О возможности отказа от собственной личности как нашем праве говорит Ортега-и-Гассет в работе «В поисках Гёте». Размышляя о человеке, испанский мыслитель пишет: «Человек, другими словами, его душа, способности, характер и тело, – сумма приспособлений, с помощью которых он живет. Он как бы актер, долженствующий сыграть персонаж, который есть его подлинное “я”. И здесь мы подходим к главной особенности человеческой драмы: человек достаточно свободен по отношению к своему “я”, или судьбе. Он может отказаться осуществить свое “я”, изменить себе.
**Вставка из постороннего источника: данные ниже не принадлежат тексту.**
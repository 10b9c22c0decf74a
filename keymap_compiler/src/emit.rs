//! Final text assembly.

use std::collections::BTreeMap;

use keymap_schema::{Layer, DEFAULT_HOLD_TIMEOUT_MS, DEFAULT_TAP_TIMEOUT_MS};
use tracing::warn;

use crate::blocks::{BuildOutput, LayerEntry};
use crate::layout::{column_widths, render_defsrc, render_layer, KeyGrid};
use crate::render::{HOLD_TIMEOUT_VAR, TAP_TIMEOUT_VAR, TRANSPARENT};
use crate::CompileOptions;

const HEADER: &str = ";; Generated by keymapc. Edits outside preserved sections are overwritten.";

/// Key used when nothing is mapped, so the config still has a key grid.
const EMPTY_LAYOUT_KEY: &str = "esc";

/// Renders the complete configuration from deduplicated build output.
pub fn render_config(out: &BuildOutput, options: &CompileOptions) -> String {
    let mut lines: Vec<String> = vec![HEADER.to_string(), String::new()];

    lines.push("(defcfg".to_string());
    let unmapped = if options.process_unmapped_keys { "yes" } else { "no" };
    lines.push(format!("  process-unmapped-keys {unmapped}"));
    if !out.chords.is_empty() {
        lines.push("  concurrent-tap-hold yes".to_string());
    }
    if let Some(timeout) = out.sequence_timeout_ms {
        lines.push(format!("  sequence-timeout {timeout}"));
    }
    lines.push(")".to_string());
    lines.push(String::new());

    lines.push(format!(
        "(defvar {TAP_TIMEOUT_VAR} {DEFAULT_TAP_TIMEOUT_MS} {HOLD_TIMEOUT_VAR} {DEFAULT_HOLD_TIMEOUT_MS})"
    ));
    lines.push(String::new());

    if !out.aliases.is_empty() {
        lines.push("(defalias".to_string());
        let mut origin: Option<&str> = None;
        for alias in &out.aliases {
            if origin != Some(alias.origin.as_str()) {
                lines.push(format!("  ;; {}", alias.origin));
                origin = Some(alias.origin.as_str());
            }
            lines.push(format!("  {} {}", alias.alias_name, alias.definition_text));
        }
        lines.push(")".to_string());
        lines.push(String::new());
    }

    if !out.fake_keys.is_empty() {
        lines.push("(deffakekeys".to_string());
        for fake in &out.fake_keys {
            lines.push(format!("  {} {}", fake.name, fake.action));
        }
        lines.push(")".to_string());
        lines.push(String::new());
    }

    for group in &out.chord_groups {
        lines.push(format!("(defchords {} {}", group.name, group.timeout_ms));
        for key in &group.participants {
            lines.push(format!("  ({key}) {key}"));
        }
        for (keys, output) in &group.chords {
            if keys.iter().all(|k| group.participants.contains(k)) {
                lines.push(format!("  ({}) {output}", keys.join(" ")));
            } else {
                warn!(group = %group.name, keys = ?keys, "chord uses keys outside its group; skipped");
            }
        }
        lines.push(")".to_string());
        lines.push(String::new());
    }

    if !out.chords.is_empty() {
        lines.push("(defchordsv2".to_string());
        for chord in &out.chords {
            // chords of a non-base layer are disabled everywhere else
            let disabled: Vec<&str> = if chord.layer.is_base() {
                Vec::new()
            } else {
                out.layers
                    .iter()
                    .filter(|l| **l != chord.layer)
                    .map(|l| l.kanata_name())
                    .collect()
            };
            lines.push(format!(
                "  ({}) {} {} all-released ({})",
                chord.keys.join(" "),
                chord.action,
                chord.timeout_ms,
                disabled.join(" ")
            ));
        }
        lines.push(")".to_string());
        lines.push(String::new());
    }

    if !out.sequences.is_empty() {
        lines.push("(defseq".to_string());
        for seq in &out.sequences {
            lines.push(format!("  {} ({})", seq.virtual_key, seq.keys.join(" ")));
        }
        lines.push(")".to_string());
        lines.push(String::new());
    }

    for block in &options.preserved_blocks {
        lines.push(block.render().trim_end().to_string());
        lines.push(String::new());
    }

    lines.push(";; Collections".to_string());
    for block in &out.blocks {
        for (i, meta) in block.metadata.iter().enumerate() {
            let indent = if i == 0 { "  " } else { "    " };
            lines.push(format!(";;{indent}{meta}"));
        }
    }
    lines.push(String::new());

    let entries: Vec<&LayerEntry> = out.blocks.iter().flat_map(|b| b.entries.iter()).collect();
    let mut grid = KeyGrid::arrange(entries.iter().map(|e| e.source_key.as_str()), &options.physical_layout);
    if grid.is_empty() {
        warn!("no keys mapped; emitting a passthrough layout");
        grid = KeyGrid::arrange([EMPTY_LAYOUT_KEY], &options.physical_layout);
    }

    let tables: Vec<(&Layer, BTreeMap<String, String>)> = out
        .layers
        .iter()
        .map(|layer| {
            let actions = entries
                .iter()
                .filter_map(|e| {
                    let action = if layer.is_base() {
                        e.base_output.clone()
                    } else {
                        e.layer_outputs.get(layer).cloned()
                    };
                    action.map(|a| (e.source_key.clone(), a))
                })
                .collect();
            (layer, actions)
        })
        .collect();

    let widths = column_widths(&grid, tables.iter().map(|(_, t)| t));
    lines.extend(render_defsrc(&grid, &widths));
    for (layer, actions) in &tables {
        lines.push(String::new());
        let base = layer.is_base();
        lines.extend(render_layer(
            layer.kanata_name(),
            &grid,
            actions,
            |key| if base { key.to_string() } else { TRANSPARENT.to_string() },
            &widths,
        ));
    }

    let mut text = lines.join("\n");
    text.push('\n');
    text
}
При этом жизнь лишается подлинности»[280]. Гуманистический пафос Ортеги-и-Гассета нам чрезвычайно близок, мы разделяем его взгляд и на человеческую драму, но с некоторыми существенными оговорками. Человек – не сумма, а – неделимое целое. Первая оговорка влечет за собой вторую. Личность, стремящаяся к подлинности, перестает, что называется, актерствовать, перестает играть не только в другого, но и в самое себя. Она стремится самой собой являться, быть. Мысль о том, что это невозможно даже, как выразился бы Замятин, «на одну самую песчинную секундочку», есть постмодернистская (в негативном значении этого термина) подножка личности, почти дьявольская усмешка. Мы полагаем, что быть все-таки возможно. Возможно настолько, насколько мы слиты с реальностью, насколько мы ее творим в себе, насколько терпеливо, по-тютчевски, то есть в тайне от мира, взращиваем ее: «Молчи, скрывайся и таи / И чувства и мечты свои»[281]. Ортега-и-Гассет пишет, что «наше «я» – это наше призвание. Мы можем быть более или менее верны своему призванию, а наша жизнь – более или менее подлинной»[282]. За словами испанского философа, из которых намеренно изгнан ложный оптимизм, стоит понимание того, как тяжело не изменить себе, насколько это личное, беспримесно личное дело. Однако когда Ортега-и-Гассет говорит об «истинной реальности человеческого существования»[283], он видит ее не только как возможность, реализовать которую до конца человек не в силах, но и как «подлинно внутреннюю точку зрения», которая, что для нас важно, не нуждается в маске.

Одна из характеристик евреиновской концепции театральности, которую дает Т. Джурова, не может не насторожить: «Фантастический, условный мир, сотворенный на сцене, должен, считает он, захватывать, опьянять до утраты ощущения художественности»[284]. А это означает – до утраты той глубины, которая приоткрывается через символ как самый верный проводник художества. Другими словами, магия театрального действия ничем не отличается от любой другой магии, которая, прибегая к заклинаниям, пытается получить власть над природой и, конечно же, над человеком, заточенным в темницу природы. Одной из глав книги «Магизм и единобожие» А. Мень предпосылает в качестве эпиграфа индийскую поговорку: «Весь мир подвластен богам, боги подвластны заклинаниям, заклинания – брахманам. Наши боги – брахманы». Так, не порывая с поверхностным слоем бытия, именуемого эмпирической действительностью, игра, «дотянувшаяся» до магии, пытается получить власть над миром, потеснив все духовные и физические измерения реальности. При помощи заклинаний и заклинателей свергнуть реальность. Игра через магию абсолютизирует план природы и выводит на сцену не только театрального, но и исторического Диониса, выводит силу, которой игре нечего противопоставить, а противопоставить необходимо, иначе о победе светлого начала и торжестве мировой гармонии, о которых пишет Вл. Соловьев, не может идти и речи.